Christmas, Mailbag

The Mailbag: Should My Church Participate in Operation Christmas Child’s Shoebox Ministry?

I lead the children’s ministry in our small rural church, and for years our children have participated in the Operation Christmas Child shoebox “ministry.” It has come to my attention that this program may be quite ineffective in spreading the gospel. In fact, I have read that many missionaries refuse the boxes because it causes such chaos and confusion. I would like recommendations of legitimate world mission organizations [we could donate to instead] that would allow our children to look past our sheltered life here to what God is doing in other parts of His creation.

Wait…what? Christmas? It’s only September!
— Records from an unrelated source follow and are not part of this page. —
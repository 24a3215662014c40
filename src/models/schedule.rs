use chrono::{DateTime, Utc};
use serde::{Deserialize, Serialize};
use sqlx::FromRow;

/// Состояние места на конкретном сеансе.
#[derive(Debug, Clone, Copy, PartialEq, Eq, Hash, Serialize, Deserialize, sqlx::Type)]
#[sqlx(type_name = "seat_status", rename_all = "SCREAMING_SNAKE_CASE")]
#[serde(rename_all = "SCREAMING_SNAKE_CASE")]
pub enum SeatStatus {
    Available,
    Booked,
    Unavailable,
}

/// A movie showing at a theater. Seat rows are loaded separately through
/// `ScheduleDirectory::find_seat_statuses`.
#[derive(Debug, Clone, FromRow, Serialize, Deserialize)]
pub struct Schedule {
    pub id: i64,
    pub movie_title: String,
    pub theater_name: String,
    /// Physical seats in the theater; one seat-status row is opened per seat.
    pub seat_count: i32,
    pub starts_at: DateTime<Utc>,
    pub ends_at: DateTime<Utc>,
    pub deleted_at: Option<DateTime<Utc>>,
}

impl Schedule {
    pub fn is_active(&self) -> bool {
        self.deleted_at.is_none()
    }
}

#[derive(Debug, Clone, PartialEq, Eq, Serialize, Deserialize)]
pub struct ScheduleSummary {
    pub id: i64,
    pub movie_title: String,
    pub theater_name: String,
    pub starts_at: DateTime<Utc>,
}

impl From<&Schedule> for ScheduleSummary {
    fn from(schedule: &Schedule) -> Self {
        Self {
            id: schedule.id,
            movie_title: schedule.movie_title.clone(),
            theater_name: schedule.theater_name.clone(),
            starts_at: schedule.starts_at,
        }
    }
}

/// One physical seat of one showing.
#[derive(Debug, Clone, FromRow, Serialize, Deserialize)]
pub struct ShowtimeSeatStatus {
    pub id: i64,
    pub schedule_id: i64,
    pub seat_no: i32,
    pub status: SeatStatus,
    pub deleted_at: Option<DateTime<Utc>>,
}
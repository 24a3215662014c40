#![allow(dead_code)]

use async_trait::async_trait;
use chrono::{Duration as ChronoDuration, NaiveDate, Utc};
use fake::faker::internet::en::SafeEmail;
use fake::faker::name::en::Name;
use fake::Fake;
use std::sync::atomic::{AtomicBool, Ordering};
use std::sync::Arc;
use std::time::Duration;
use tokio::sync::Notify;

use cinema_booking::cache::{CacheError, CacheService, CacheStore, MemoryCache};
use cinema_booking::config::Config;
use cinema_booking::models::{Member, Schedule};
use cinema_booking::services::{FixedClock, ReservationNumberGenerator};
use cinema_booking::store::{MemoryStore, ScheduleDirectory};
use cinema_booking::AppState;

pub const SEATS: i32 = 20;

/// Cache whose backend is always down.
pub struct UnreachableCache;

#[async_trait]
impl CacheStore for UnreachableCache {
    async fn get(&self, _key: &str) -> Result<Option<String>, CacheError> {
        Err(CacheError::CircuitOpen)
    }
    async fn set(&self, _key: &str, _value: &str, _ttl: Duration) -> Result<(), CacheError> {
        Err(CacheError::CircuitOpen)
    }
    async fn evict(&self, _key: &str) -> Result<(), CacheError> {
        Err(CacheError::CircuitOpen)
    }
}

/// In-process cache that can hold the next `set` until released.
pub struct GatedCache {
    inner: MemoryCache,
    armed: AtomicBool,
    pub entered: Notify,
    pub release: Notify,
}

impl GatedCache {
    pub fn new() -> Self {
        Self {
            inner: MemoryCache::new(1_000, Duration::from_secs(60)),
            armed: AtomicBool::new(false),
            entered: Notify::new(),
            release: Notify::new(),
        }
    }

    pub fn hold_next_write(&self) {
        self.armed.store(true, Ordering::SeqCst);
    }
}

#[async_trait]
impl CacheStore for GatedCache {
    async fn get(&self, key: &str) -> Result<Option<String>, CacheError> {
        self.inner.get(key).await
    }
    async fn set(&self, key: &str, value: &str, ttl: Duration) -> Result<(), CacheError> {
        if self.armed.swap(false, Ordering::SeqCst) {
            self.entered.notify_one();
            self.release.notified().await;
        }
        self.inner.set(key, value, ttl).await
    }
    async fn evict(&self, key: &str) -> Result<(), CacheError> {
        self.inner.evict(key).await
    }
}

pub struct Fixture {
    pub store: Arc<MemoryStore>,
    pub cache: Arc<MemoryCache>,
    pub state: Arc<AppState>,
    pub member: Member,
    pub schedule: Schedule,
}

pub fn booking_day() -> NaiveDate {
    NaiveDate::from_ymd_opt(2024, 3, 5).unwrap()
}

pub async fn fixture() -> Fixture {
    build(None, ReservationNumberGenerator::new()).await
}

pub async fn fixture_with_cache(cache: Arc<dyn CacheStore>) -> Fixture {
    build(Some(cache), ReservationNumberGenerator::new()).await
}

pub async fn fixture_with_numbers(numbers: ReservationNumberGenerator) -> Fixture {
    build(None, numbers).await
}

async fn build(
    cache_store: Option<Arc<dyn CacheStore>>,
    numbers: ReservationNumberGenerator,
) -> Fixture {
    let store = Arc::new(MemoryStore::new());
    let member = add_member(&store).await;
    let schedule = store
        .insert_schedule(
            "Spirited Away",
            "Hall 1",
            SEATS,
            Utc::now() + ChronoDuration::hours(3),
        )
        .await;
    store
        .create_seat_statuses(schedule.id, schedule.seat_count)
        .await
        .unwrap();

    let cache = Arc::new(MemoryCache::new(1_000, Duration::from_secs(60)));
    let cache_store = cache_store.unwrap_or_else(|| cache.clone() as Arc<dyn CacheStore>);
    let state = Arc::new(AppState::with_store(
        test_config(),
        store.clone(),
        CacheService::new(cache_store, Duration::from_secs(60)),
        Arc::new(numbers),
        Arc::new(FixedClock(booking_day())),
    ));

    Fixture {
        store,
        cache,
        state,
        member,
        schedule,
    }
}

pub async fn add_member(store: &MemoryStore) -> Member {
    let name: String = Name().fake();
    let email: String = SafeEmail().fake();
    store.insert_member(&name, &email).await
}

pub fn test_config() -> Config {
    Config::builder()
        .unwrap()
        .set_override("reservation.store", "memory")
        .unwrap()
        .set_override("redis.enabled", false)
        .unwrap()
        .build()
        .unwrap()
        .try_deserialize()
        .unwrap()
}
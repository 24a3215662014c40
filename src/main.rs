use std::net::SocketAddr;
use tower_http::trace::TraceLayer;
use tracing::info;
use tracing_subscriber::{fmt, layer::SubscriberExt, util::SubscriberInitExt, EnvFilter};

use cinema_booking::{
    config::{AppConfig, Config, LogFormat},
    controllers, AppState,
};

#[global_allocator]
static GLOBAL: mimalloc::MiMalloc = mimalloc::MiMalloc;

fn init_tracing(app: &AppConfig) {
    let registry = tracing_subscriber::registry().with(EnvFilter::new(&app.rust_log));
    match app.log_format {
        LogFormat::Json => registry.with(fmt::layer().json()).init(),
        LogFormat::Text => registry.with(fmt::layer()).init(),
    }
}

#[tokio::main]
async fn main() -> anyhow::Result<()> {
    dotenvy::dotenv().ok();
    let config = Config::from_env()?;
    init_tracing(&config.app);

    info!(environment = %config.app.environment, "Starting cinema booking API");

    // Create the shared application state
    let addr: SocketAddr = format!("{}:{}", config.app.host, config.app.port).parse()?;
    let app_state = AppState::new(config).await?;

    // --- Start the web server ---
    let app = controllers::app(app_state).layer(TraceLayer::new_for_http());

    info!("Server listening on {}", addr);
    let listener = tokio::net::TcpListener::bind(addr).await?;
    axum::serve(listener, app.into_make_service()).await?;

    Ok(())
}
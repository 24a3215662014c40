pub mod cache;
pub mod config;
pub mod controllers;
pub mod database;
pub mod error;
pub mod models;
pub mod services;
pub mod store;

use std::sync::Arc;
use std::time::Duration;
use tracing::{info, warn};

use crate::cache::{CacheService, CacheStore, MemoryCache, RedisCache};
use crate::config::{Config, StoreBackend};
use crate::database::Database;
use crate::services::{ReservationNumberGenerator, ReservationService, SeatService, SystemClock};
use crate::store::{MemberDirectory, MemoryStore, PgStore, ReservationStore, ScheduleDirectory};

// Shared state для всего приложения
#[derive(Clone)]
pub struct AppState {
    pub config: Config,
    pub reservations: ReservationService,
    pub seats: SeatService,
}

impl AppState {
    pub async fn new(config: Config) -> anyhow::Result<Arc<Self>> {
        let cache = CacheService::new(
            connect_cache(&config).await,
            Duration::from_secs(config.reservation.cache_ttl_seconds),
        );
        let numbers = Arc::new(ReservationNumberGenerator::new());
        let clock = Arc::new(SystemClock);

        let state = match config.reservation.store {
            StoreBackend::Postgres => {
                let db = Database::new(&config.database).await?;
                info!("Database connected");
                db.run_migrations().await?;
                let store = Arc::new(PgStore::new(&db));
                Self::with_store(config, store, cache, numbers, clock)
            }
            StoreBackend::Memory => {
                warn!("Using in-memory store with demo data; bookings are lost on restart");
                let store = Arc::new(MemoryStore::with_demo_data().await);
                Self::with_store(config, store, cache, numbers, clock)
            }
        };

        Ok(Arc::new(state))
    }

    /// Wires services over a single backend that provides every store capability.
    pub fn with_store<S>(
        config: Config,
        store: Arc<S>,
        cache: CacheService,
        numbers: Arc<ReservationNumberGenerator>,
        clock: Arc<dyn services::Clock>,
    ) -> Self
    where
        S: MemberDirectory + ScheduleDirectory + ReservationStore + 'static,
    {
        let members: Arc<dyn MemberDirectory> = store.clone();
        let schedules: Arc<dyn ScheduleDirectory> = store.clone();
        let reservations: Arc<dyn ReservationStore> = store;

        Self {
            config,
            reservations: ReservationService::new(
                members,
                schedules.clone(),
                reservations,
                cache,
                numbers,
                clock,
            ),
            seats: SeatService::new(schedules),
        }
    }
}

/// Redis when enabled and reachable, otherwise an in-process cache.
async fn connect_cache(config: &Config) -> Arc<dyn CacheStore> {
    let ttl = Duration::from_secs(config.reservation.cache_ttl_seconds);
    let in_process = || -> Arc<dyn CacheStore> {
        Arc::new(MemoryCache::new(config.reservation.memory_cache_capacity, ttl))
    };

    if !config.redis.enabled {
        info!("Redis disabled, using in-process cache");
        return in_process();
    }

    match RedisCache::connect(&config.redis).await {
        Ok(redis) => {
            info!("Redis connected");
            Arc::new(redis)
        }
        Err(e) => {
            // Кеш не влияет на корректность, поэтому стартуем без Redis
            warn!(error = %e, "Redis unavailable, falling back to in-process cache");
            in_process()
        }
    }
}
Yep. Christmas will be here sooner than you think, and your church staff and committees are probably already planning for it. And if your church usually participates in Operation Christmas Child (OCC) but might decide to do something different this year because of the information in this article, they’re going to need some time to get their ducks in a row.

Operation Christmas Child is a ministry of (Franklin Graham’s) Samaritan’s Purse organization, an evangelistic “international relief” outreach. Each fall, churches across the U.S. encourage their members to fill an OCC shoebox with small gifts and hygiene items. OCC collects the boxes, tucks in a gospel booklet, and delivers the boxes to children in various locations around the world. At an OCC shoebox distribution event, an OCC representative shares the gospel with the assembled children and then distributes a box to each child.

There are two separate questions in this reader’s e-mail:

  • Should my church participate in Operation Christmas Child?
  • What are some other good international ministries my church could participate in instead?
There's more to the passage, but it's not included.